Nordstrom, Inc. (NYSE:JWN) stock took a hit today over concerns about a deal to go private running into trouble.
A recent report claims that the Nordstrom family has had trouble obtaining the funding that it will need to take the company private. The problem is the sheer amount of money that the deal will require, which could reach up to $10 billion.
Nordstrom, Inc.’s problems with going private likely has to do with lenders be cautious around retailers. The retail industry has been struggling lately and that isn’t instilling confidence in lenders. JWN is likely planning to restructure its business after going private.
The blow to JWN stock today comes despite its solid performance over the last few months. Despite still seeing sales slow alongside other retailers, Nordstrom, Inc. has managed to keep them from slipping quite as far as others, reports Bloomberg.
The problems that retailers are facing recently have resulted in negative effects for many companies. Vitamin World announced earlier this month that it has filed for Chapter 11 bankruptcy protection. Toys R Us is another retailer that has filed for bankruptcy recently.
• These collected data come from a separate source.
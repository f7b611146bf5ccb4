//! kubectl check-gke-ingress
//!
//! Checks that every Ingress in the cluster, and the FrontendConfigs,
//! Services and BackendConfigs it references, are consistent, and prints a
//! report of the results.

use anyhow::{Context, Result};
use clap::{Parser, Subcommand};
use std::path::PathBuf;

use check_gke_ingress::{
    check,
    cli::{self, ConfigSubcommand},
    config::{Config, ConfigLoader},
    kube::ClientOptions,
    report::{self, OutputFormat},
};

/// Check the consistency of GKE Ingress and related resources
#[derive(Parser, Debug)]
#[command(name = "kubectl check-gke-ingress")]
#[command(about = "Check the consistency of GKE Ingress and related resources", long_about = None)]
struct Args {
    /// Kubeconfig file to use
    #[arg(long, short = 'k')]
    kubeconfig: Option<PathBuf>,

    /// Kubeconfig context to use
    #[arg(long, short = 'c')]
    context: Option<String>,

    /// Only check resources from this namespace
    #[arg(long, short = 'n')]
    namespace: Option<String>,

    /// Output format
    #[arg(long, short = 'o', value_enum)]
    output: Option<OutputFormat>,

    /// Write debug logs to a temporary log file
    #[arg(long, short = 'd')]
    debug: bool,

    #[command(subcommand)]
    command: Option<Command>,
}

#[derive(Subcommand, Debug)]
enum Command {
    /// Show version information
    Version,
    /// Configuration management
    Config {
        #[command(subcommand)]
        subcommand: ConfigSubcommand,
    },
}

impl Args {
    /// Layer the command-line flags over the loaded configuration
    fn apply_to(&self, mut config: Config) -> Config {
        if let Some(kubeconfig) = &self.kubeconfig {
            config.kubeconfig = Some(kubeconfig.clone());
        }
        if let Some(context) = &self.context {
            config.context = Some(context.clone());
        }
        if let Some(namespace) = &self.namespace {
            config.namespace = Some(namespace.clone());
        }
        if let Some(output) = self.output {
            config.output = output;
        }
        config
    }
}

#[tokio::main]
async fn main() -> Result<()> {
    let args = Args::parse();

    let log_file = cli::init_logging(args.debug)?;
    if let Some(ref log_path) = log_file {
        eprintln!(
            "Debug logging enabled. Logs written to: {}",
            log_path.display()
        );
    }

    match args.command {
        Some(Command::Version) => {
            cli::display_version();
            return Ok(());
        }
        Some(Command::Config { ref subcommand }) => {
            return cli::handle_config_command(subcommand.clone());
        }
        None => {}
    }

    let config = args.apply_to(ConfigLoader::load().context("Failed to load configuration")?);
    tracing::debug!("Effective configuration: {:?}", config);

    let options = ClientOptions {
        kubeconfig: config.kubeconfig.clone(),
        context: config.context.clone(),
        request_timeout: config.request_timeout(),
    };

    let report = check::check_all_ingresses(&options, config.namespace.as_deref()).await;
    println!("{}", report::render(&report, config.output)?);

    if report.is_aborted() {
        std::process::exit(1);
    }

    Ok(())
}
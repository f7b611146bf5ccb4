//! Configuration system
//!
//! Settings come from built-in defaults, an optional YAML file in the
//! config directory and environment overrides. Command-line flags win over
//! all of them.

pub mod loader;
pub mod paths;
pub mod schema;

pub use loader::ConfigLoader;
pub use schema::Config;

/// Configuration keys as written in the config file
pub const KEYS: &[&str] = &[
    "kubeconfig",
    "context",
    "namespace",
    "output",
    "requestTimeoutSecs",
];

/// Get a configuration value by key
///
/// Unset optional values are returned as an empty string.
pub fn get_config_value(config: &Config, key: &str) -> anyhow::Result<String> {
    match key {
        "kubeconfig" => Ok(config
            .kubeconfig
            .as_ref()
            .map(|path| path.display().to_string())
            .unwrap_or_default()),
        "context" => Ok(config.context.clone().unwrap_or_default()),
        "namespace" => Ok(config.namespace.clone().unwrap_or_default()),
        "output" => Ok(config.output.to_string()),
        "requestTimeoutSecs" => Ok(config
            .request_timeout_secs
            .map(|secs| secs.to_string())
            .unwrap_or_default()),
        _ => Err(anyhow::anyhow!(
            "Unknown configuration key: {}. Known keys: {}",
            key,
            KEYS.join(", ")
        )),
    }
}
Some retailers aren’t having to file bankruptcy, but they still have their own troubles to deal with. This includes Sears Holdings Corp (NASDAQ:SHLD) closing down several stores due to slowing sales. J C Penney Company Inc (NYSE:JCP) is another retailer that has been having trouble as the industry tries to compete with Amazon.com, Inc. (NASDAQ:AMZN) and other online retailers.
JWN stock was down 7% as of noon Monday.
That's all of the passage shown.